# What you will do
In your answer, copy every entry that follows exactly.

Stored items
------
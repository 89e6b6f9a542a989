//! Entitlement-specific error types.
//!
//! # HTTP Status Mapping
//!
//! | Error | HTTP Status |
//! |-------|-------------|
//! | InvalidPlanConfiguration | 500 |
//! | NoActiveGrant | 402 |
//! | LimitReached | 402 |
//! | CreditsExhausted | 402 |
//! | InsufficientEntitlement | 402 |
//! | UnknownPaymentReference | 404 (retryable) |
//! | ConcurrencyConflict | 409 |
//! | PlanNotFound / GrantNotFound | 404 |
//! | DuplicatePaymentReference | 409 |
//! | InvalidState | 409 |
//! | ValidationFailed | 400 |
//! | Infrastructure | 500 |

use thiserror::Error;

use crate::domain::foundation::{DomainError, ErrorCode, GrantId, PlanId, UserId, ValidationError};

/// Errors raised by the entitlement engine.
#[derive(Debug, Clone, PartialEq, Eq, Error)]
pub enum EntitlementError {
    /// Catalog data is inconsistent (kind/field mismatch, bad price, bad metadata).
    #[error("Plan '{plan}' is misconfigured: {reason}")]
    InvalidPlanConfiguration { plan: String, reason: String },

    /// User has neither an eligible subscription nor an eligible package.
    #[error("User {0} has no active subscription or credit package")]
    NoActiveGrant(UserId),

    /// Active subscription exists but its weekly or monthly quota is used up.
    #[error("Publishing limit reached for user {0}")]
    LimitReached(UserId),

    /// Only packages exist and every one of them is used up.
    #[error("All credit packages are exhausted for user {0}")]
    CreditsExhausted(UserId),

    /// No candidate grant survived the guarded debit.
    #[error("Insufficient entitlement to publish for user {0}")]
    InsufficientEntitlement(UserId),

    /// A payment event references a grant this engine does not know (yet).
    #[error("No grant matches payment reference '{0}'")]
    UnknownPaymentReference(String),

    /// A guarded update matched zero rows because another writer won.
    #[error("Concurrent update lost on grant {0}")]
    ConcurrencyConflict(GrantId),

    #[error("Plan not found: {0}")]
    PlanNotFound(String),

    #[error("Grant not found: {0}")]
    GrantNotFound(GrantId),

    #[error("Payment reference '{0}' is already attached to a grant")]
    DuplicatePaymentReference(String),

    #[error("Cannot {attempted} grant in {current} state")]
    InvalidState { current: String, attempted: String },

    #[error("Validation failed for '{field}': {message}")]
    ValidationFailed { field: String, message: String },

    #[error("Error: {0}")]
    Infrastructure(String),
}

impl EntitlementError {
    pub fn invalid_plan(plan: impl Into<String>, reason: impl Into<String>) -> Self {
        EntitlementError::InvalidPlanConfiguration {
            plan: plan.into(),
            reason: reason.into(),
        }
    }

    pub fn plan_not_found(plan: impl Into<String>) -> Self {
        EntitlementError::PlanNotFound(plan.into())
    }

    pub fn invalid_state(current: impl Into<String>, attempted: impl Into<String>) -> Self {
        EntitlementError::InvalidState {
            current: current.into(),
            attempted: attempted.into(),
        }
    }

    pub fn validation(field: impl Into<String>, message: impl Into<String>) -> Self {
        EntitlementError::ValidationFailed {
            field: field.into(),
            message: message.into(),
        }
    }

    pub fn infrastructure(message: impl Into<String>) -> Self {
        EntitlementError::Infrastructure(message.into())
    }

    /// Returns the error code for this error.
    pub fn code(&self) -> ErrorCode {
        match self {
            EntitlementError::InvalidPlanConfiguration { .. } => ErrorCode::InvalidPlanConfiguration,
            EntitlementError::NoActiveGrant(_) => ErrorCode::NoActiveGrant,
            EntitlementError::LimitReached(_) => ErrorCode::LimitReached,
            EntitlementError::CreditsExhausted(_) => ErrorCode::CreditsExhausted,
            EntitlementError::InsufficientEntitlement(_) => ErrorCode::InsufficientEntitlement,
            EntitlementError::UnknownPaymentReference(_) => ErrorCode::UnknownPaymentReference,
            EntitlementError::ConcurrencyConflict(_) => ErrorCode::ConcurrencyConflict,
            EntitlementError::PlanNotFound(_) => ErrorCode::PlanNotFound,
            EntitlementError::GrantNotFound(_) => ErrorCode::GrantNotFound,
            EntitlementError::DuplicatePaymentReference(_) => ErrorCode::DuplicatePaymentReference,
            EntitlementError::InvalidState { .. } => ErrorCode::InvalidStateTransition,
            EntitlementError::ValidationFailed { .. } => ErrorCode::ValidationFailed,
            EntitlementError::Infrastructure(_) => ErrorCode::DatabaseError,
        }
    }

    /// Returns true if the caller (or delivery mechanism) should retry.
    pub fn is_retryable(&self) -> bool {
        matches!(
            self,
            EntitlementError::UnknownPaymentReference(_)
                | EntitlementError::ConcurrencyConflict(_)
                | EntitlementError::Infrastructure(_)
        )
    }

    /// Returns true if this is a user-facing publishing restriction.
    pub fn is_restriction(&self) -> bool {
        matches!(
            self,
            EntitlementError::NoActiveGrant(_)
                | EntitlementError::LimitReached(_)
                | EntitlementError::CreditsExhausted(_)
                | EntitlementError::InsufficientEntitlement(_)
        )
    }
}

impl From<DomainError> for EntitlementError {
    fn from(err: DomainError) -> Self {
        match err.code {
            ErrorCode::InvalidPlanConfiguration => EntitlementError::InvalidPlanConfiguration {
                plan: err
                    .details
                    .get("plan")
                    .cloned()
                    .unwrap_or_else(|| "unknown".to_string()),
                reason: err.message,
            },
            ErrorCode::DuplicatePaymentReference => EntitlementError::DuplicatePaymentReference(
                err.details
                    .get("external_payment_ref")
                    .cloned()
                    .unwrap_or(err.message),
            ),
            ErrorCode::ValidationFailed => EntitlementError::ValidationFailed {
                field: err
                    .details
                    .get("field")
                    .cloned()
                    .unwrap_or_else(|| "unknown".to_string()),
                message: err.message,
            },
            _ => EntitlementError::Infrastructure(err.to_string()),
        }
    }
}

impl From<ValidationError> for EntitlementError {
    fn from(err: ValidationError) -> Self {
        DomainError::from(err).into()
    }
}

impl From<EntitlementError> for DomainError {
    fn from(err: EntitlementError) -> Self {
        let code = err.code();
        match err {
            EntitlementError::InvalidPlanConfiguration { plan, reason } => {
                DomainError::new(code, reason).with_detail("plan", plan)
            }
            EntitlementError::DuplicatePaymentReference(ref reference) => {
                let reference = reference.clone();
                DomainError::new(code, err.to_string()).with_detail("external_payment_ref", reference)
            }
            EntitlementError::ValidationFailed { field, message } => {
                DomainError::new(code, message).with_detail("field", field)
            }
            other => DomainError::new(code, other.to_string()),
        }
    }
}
------
# Expected answer
repository 89e6b6f9a542a989
//! Entitlement-specific error types.
//!
//! # HTTP Status Mapping
//!
//! | Error | HTTP Status |
//! |-------|-------------|
//! | InvalidPlanConfiguration | 500 |
//! | NoActiveGrant | 402 |
//! | LimitReached | 402 |
//! | CreditsExhausted | 402 |
//! | InsufficientEntitlement | 402 |
//! | UnknownPaymentReference | 404 (retryable) |
//! | ConcurrencyConflict | 409 |
//! | PlanNotFound / GrantNotFound | 404 |
//! | DuplicatePaymentReference | 409 |
//! | InvalidState | 409 |
//! | ValidationFailed | 400 |
//! | Infrastructure | 500 |

use thiserror::Error;

use crate::domain::foundation::{DomainError, ErrorCode, GrantId, PlanId, UserId, ValidationError};

/// Errors raised by the entitlement engine.
#[derive(Debug, Clone, PartialEq, Eq, Error)]
pub enum EntitlementError {
    /// Catalog data is inconsistent (kind/field mismatch, bad price, bad metadata).
    #[error("Plan '{plan}' is misconfigured: {reason}")]
    InvalidPlanConfiguration { plan: String, reason: String },

    /// User has neither an eligible subscription nor an eligible package.
    #[error("User {0} has no active subscription or credit package")]
    NoActiveGrant(UserId),

    /// Active subscription exists but its weekly or monthly quota is used up.
    #[error("Publishing limit reached for user {0}")]
    LimitReached(UserId),

    /// Only packages exist and every one of them is used up.
    #[error("All credit packages are exhausted for user {0}")]
    CreditsExhausted(UserId),

    /// No candidate grant survived the guarded debit.
    #[error("Insufficient entitlement to publish for user {0}")]
    InsufficientEntitlement(UserId),

    /// A payment event references a grant this engine does not know (yet).
    #[error("No grant matches payment reference '{0}'")]
    UnknownPaymentReference(String),

    /// A guarded update matched zero rows because another writer won.
    #[error("Concurrent update lost on grant {0}")]
    ConcurrencyConflict(GrantId),

    #[error("Plan not found: {0}")]
    PlanNotFound(String),

    #[error("Grant not found: {0}")]
    GrantNotFound(GrantId),

    #[error("Payment reference '{0}' is already attached to a grant")]
    DuplicatePaymentReference(String),

    #[error("Cannot {attempted} grant in {current} state")]
    InvalidState { current: String, attempted: String },

    #[error("Validation failed for '{field}': {message}")]
    ValidationFailed { field: String, message: String },

    #[error("Error: {0}")]
    Infrastructure(String),
}

impl EntitlementError {
    pub fn invalid_plan(plan: impl Into<String>, reason: impl Into<String>) -> Self {
        EntitlementError::InvalidPlanConfiguration {
            plan: plan.into(),
            reason: reason.into(),
        }
    }

    pub fn plan_not_found(plan: impl Into<String>) -> Self {
        EntitlementError::PlanNotFound(plan.into())
    }

    pub fn invalid_state(current: impl Into<String>, attempted: impl Into<String>) -> Self {
        EntitlementError::InvalidState {
            current: current.into(),
            attempted: attempted.into(),
        }
    }

    pub fn validation(field: impl Into<String>, message: impl Into<String>) -> Self {
        EntitlementError::ValidationFailed {
            field: field.into(),
            message: message.into(),
        }
    }

    pub fn infrastructure(message: impl Into<String>) -> Self {
        EntitlementError::Infrastructure(message.into())
    }

    /// Returns the error code for this error.
    pub fn code(&self) -> ErrorCode {
        match self {
            EntitlementError::InvalidPlanConfiguration { .. } => ErrorCode::InvalidPlanConfiguration,
            EntitlementError::NoActiveGrant(_) => ErrorCode::NoActiveGrant,
            EntitlementError::LimitReached(_) => ErrorCode::LimitReached,
            EntitlementError::CreditsExhausted(_) => ErrorCode::CreditsExhausted,
            EntitlementError::InsufficientEntitlement(_) => ErrorCode::InsufficientEntitlement,
            EntitlementError::UnknownPaymentReference(_) => ErrorCode::UnknownPaymentReference,
            EntitlementError::ConcurrencyConflict(_) => ErrorCode::ConcurrencyConflict,
            EntitlementError::PlanNotFound(_) => ErrorCode::PlanNotFound,
            EntitlementError::GrantNotFound(_) => ErrorCode::GrantNotFound,
            EntitlementError::DuplicatePaymentReference(_) => ErrorCode::DuplicatePaymentReference,
            EntitlementError::InvalidState { .. } => ErrorCode::InvalidStateTransition,
            EntitlementError::ValidationFailed { .. } => ErrorCode::ValidationFailed,
            EntitlementError::Infrastructure(_) => ErrorCode::DatabaseError,
        }
    }

    /// Returns true if the caller (or delivery mechanism) should retry.
    pub fn is_retryable(&self) -> bool {
        matches!(
            self,
            EntitlementError::UnknownPaymentReference(_)
                | EntitlementError::ConcurrencyConflict(_)
                | EntitlementError::Infrastructure(_)
        )
    }

    /// Returns true if this is a user-facing publishing restriction.
    pub fn is_restriction(&self) -> bool {
        matches!(
            self,
            EntitlementError::NoActiveGrant(_)
                | EntitlementError::LimitReached(_)
                | EntitlementError::CreditsExhausted(_)
                | EntitlementError::InsufficientEntitlement(_)
        )
    }
}

impl From<DomainError> for EntitlementError {
    fn from(err: DomainError) -> Self {
        match err.code {
            ErrorCode::InvalidPlanConfiguration => EntitlementError::InvalidPlanConfiguration {
                plan: err
                    .details
                    .get("plan")
                    .cloned()
                    .unwrap_or_else(|| "unknown".to_string()),
                reason: err.message,
            },
            ErrorCode::DuplicatePaymentReference => EntitlementError::DuplicatePaymentReference(
                err.details
                    .get("external_payment_ref")
                    .cloned()
                    .unwrap_or(err.message),
            ),
            ErrorCode::ValidationFailed => EntitlementError::ValidationFailed {
                field: err
                    .details
                    .get("field")
                    .cloned()
                    .unwrap_or_else(|| "unknown".to_string()),
                message: err.message,
            },
            _ => EntitlementError::Infrastructure(err.to_string()),
        }
    }
}

impl From<ValidationError> for EntitlementError {
    fn from(err: ValidationError) -> Self {
        DomainError::from(err).into()
    }
}

impl From<EntitlementError> for DomainError {
    fn from(err: EntitlementError) -> Self {
        let code = err.code();
        match err {
            EntitlementError::InvalidPlanConfiguration { plan, reason } => {
                DomainError::new(code, reason).with_detail("plan", plan)
            }
            EntitlementError::DuplicatePaymentReference(ref reference) => {
                let reference = reference.clone();
                DomainError::new(code, err.to_string()).with_detail("external_payment_ref", reference)
            }
            EntitlementError::ValidationFailed { field, message } => {
                DomainError::new(code, message).with_detail("field", field)
            }
            other => DomainError::new(code, other.to_string()),
        }
    }
}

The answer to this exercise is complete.